(Saved entries)
──────────
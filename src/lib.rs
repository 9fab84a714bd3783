// Copyright 2018-2023 the Deno authors. All rights reserved. MIT license.

//! Scheme-driven version precedence and version intervals.
//!
//! A [`Version`] is any string. How two versions order is decided by a
//! [`VersionScheme`], which bundles a comparator, rules for where build
//! metadata lives, and rules for rendering a version back to text.
//! [`Interval`] and [`VersionInterval`] provide range algebra on top.

use std::cmp::Ordering;
use std::hash::Hash;

use capacity_builder::CapacityDisplay;
use capacity_builder::StringAppendable;
use capacity_builder::StringBuilder;
use capacity_builder::StringType;
use serde::Deserialize;
use serde::Serialize;

mod build;
mod codec;
mod comparator;
mod format;
mod interval;
mod item;
mod qualifier;
mod registry;
mod scheme;
mod string;
mod structure;
mod tokenizer;
mod version_interval;

pub use self::build::needs_build_aware_comparator;
pub use self::build::BuildAwareComparator;
pub use self::codec::DefaultVersionCodec;
pub use self::codec::VersionCodec;
pub use self::comparator::CalverLikeComparator;
pub use self::comparator::ComparatorFamily;
pub use self::comparator::MavenLikeComparator;
pub use self::comparator::SemverLikeComparator;
pub use self::comparator::VersionComparator;
pub use self::format::BuildFormatPolicy;
pub use self::format::DefaultVersionFormatter;
pub use self::format::FormatVersionError;
pub use self::format::VersionFormatSpec;
pub use self::interval::Interval;
pub use self::interval::IntervalBoundary;
pub use self::interval::IntervalError;
pub use self::qualifier::QualifierError;
pub use self::qualifier::QualifierKind;
pub use self::qualifier::VersionQualifier;
pub use self::registry::VersionSchemeRegistry;
pub use self::scheme::BuiltinVersionScheme;
pub use self::scheme::CustomVersionScheme;
pub use self::scheme::SchemeError;
pub use self::scheme::VersionScheme;
pub use self::scheme::VersionSchemeConfig;
pub use self::string::TokenText;
pub use self::string::VersionText;
pub use self::structure::BuildComparisonPolicy;
pub use self::structure::VersionStructure;
pub use self::structure::VersionTextParts;
pub use self::tokenizer::tokenize;
pub use self::tokenizer::Token;
pub use self::tokenizer::TokenKind;
pub use self::version_interval::VersionInterval;

/// A version string together with its tokens.
///
/// Versions have no order of their own. Use [`compare`] or
/// [`Version::compare_to`] with a scheme.
#[derive(Clone, Debug, CapacityDisplay)]
pub struct Version {
  original_text: VersionText,
  tokens: Vec<Token>,
}

impl Version {
  /// Creates a version from any text. Never fails; surrounding whitespace
  /// is ignored by the tokens but kept in the original text.
  pub fn new(text: &str) -> Self {
    Self {
      original_text: VersionText::from_str(text),
      tokens: tokenize(text),
    }
  }

  pub fn original_text(&self) -> &str {
    self.original_text.as_str()
  }

  pub fn tokens(&self) -> &[Token] {
    &self.tokens
  }

  /// Compares using the scheme, including its build metadata rules.
  pub fn compare_to(
    &self,
    other: &Version,
    scheme: &dyn VersionScheme,
  ) -> Ordering {
    compare(self, other, scheme)
  }

  pub fn compare_with(
    &self,
    other: &Version,
    comparator: &dyn VersionComparator,
  ) -> Ordering {
    comparator.compare(self, other)
  }
}

impl PartialEq for Version {
  fn eq(&self, other: &Self) -> bool {
    self.original_text == other.original_text
  }
}

impl Eq for Version {}

impl Hash for Version {
  fn hash<H: std::hash::Hasher>(&self, state: &mut H) {
    self.original_text.hash(state);
  }
}

impl<'a> StringAppendable<'a> for &'a Version {
  fn append_to_builder<TString: StringType>(
    self,
    builder: &mut StringBuilder<'a, TString>,
  ) {
    builder.append(&self.original_text);
  }
}

impl From<&str> for Version {
  fn from(text: &str) -> Self {
    Version::new(text)
  }
}

impl Serialize for Version {
  fn serialize<S>(&self, serializer: S) -> Result<S::Ok, S::Error>
  where
    S: serde::Serializer,
  {
    serializer.serialize_str(self.original_text())
  }
}

impl<'de> Deserialize<'de> for Version {
  fn deserialize<D>(deserializer: D) -> Result<Self, D::Error>
  where
    D: serde::Deserializer<'de>,
  {
    let text = String::deserialize(deserializer)?;
    Ok(Version {
      tokens: tokenize(&text),
      original_text: VersionText::from_string(text),
    })
  }
}

/// Compares two versions under a scheme.
///
/// The scheme's comparator is wrapped in a [`BuildAwareComparator`] when the
/// scheme's structure declares a build section.
pub fn compare(
  left: &Version,
  right: &Version,
  scheme: &dyn VersionScheme,
) -> Ordering {
  scheme.compare(left, right)
}

/// Compares two versions with a bare comparator, ignoring any scheme rules.
pub fn compare_with(
  left: &Version,
  right: &Version,
  comparator: &dyn VersionComparator,
) -> Ordering {
  comparator.compare(left, right)
}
──────────
▶ _What to do_: Among the lines above, return those that contain the string "serde".

▶ _Solution for this problem_:
use serde::Deserialize;
use serde::Serialize;
    S: serde::Serializer,
    D: serde::Deserializer<'de>,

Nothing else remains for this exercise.